Stored data:
>>>

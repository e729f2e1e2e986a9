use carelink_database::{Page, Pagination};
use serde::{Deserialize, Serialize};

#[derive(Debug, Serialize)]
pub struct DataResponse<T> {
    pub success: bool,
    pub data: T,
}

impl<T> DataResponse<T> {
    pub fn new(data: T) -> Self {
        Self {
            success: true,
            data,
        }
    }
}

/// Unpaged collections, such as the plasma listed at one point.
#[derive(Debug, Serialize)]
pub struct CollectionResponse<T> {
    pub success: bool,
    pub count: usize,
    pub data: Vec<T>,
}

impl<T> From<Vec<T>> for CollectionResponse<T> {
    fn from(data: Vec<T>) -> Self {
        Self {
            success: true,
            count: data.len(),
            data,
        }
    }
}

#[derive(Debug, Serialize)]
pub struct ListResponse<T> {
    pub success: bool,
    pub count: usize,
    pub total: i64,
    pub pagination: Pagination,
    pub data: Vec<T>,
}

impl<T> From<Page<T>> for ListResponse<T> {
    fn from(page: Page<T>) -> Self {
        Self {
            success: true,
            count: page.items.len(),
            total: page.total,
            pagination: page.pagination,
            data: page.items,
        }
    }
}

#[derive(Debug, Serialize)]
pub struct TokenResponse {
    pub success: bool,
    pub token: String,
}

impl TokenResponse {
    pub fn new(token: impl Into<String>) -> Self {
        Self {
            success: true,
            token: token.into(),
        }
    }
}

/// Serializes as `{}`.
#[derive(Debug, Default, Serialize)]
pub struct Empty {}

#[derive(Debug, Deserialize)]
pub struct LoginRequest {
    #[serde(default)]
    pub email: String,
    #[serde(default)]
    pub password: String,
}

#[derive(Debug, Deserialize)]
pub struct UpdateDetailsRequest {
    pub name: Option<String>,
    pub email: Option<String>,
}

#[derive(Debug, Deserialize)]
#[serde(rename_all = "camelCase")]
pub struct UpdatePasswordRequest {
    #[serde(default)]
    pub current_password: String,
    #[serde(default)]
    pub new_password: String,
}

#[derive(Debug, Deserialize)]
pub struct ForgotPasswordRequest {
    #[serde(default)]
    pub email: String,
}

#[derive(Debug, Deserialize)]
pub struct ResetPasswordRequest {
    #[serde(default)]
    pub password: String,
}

<<<

Task item: Filter the entries down to the lines with the word "CollectionResponse" in them.

Answer to this problem:
pub struct CollectionResponse<T> {
impl<T> From<Vec<T>> for CollectionResponse<T> {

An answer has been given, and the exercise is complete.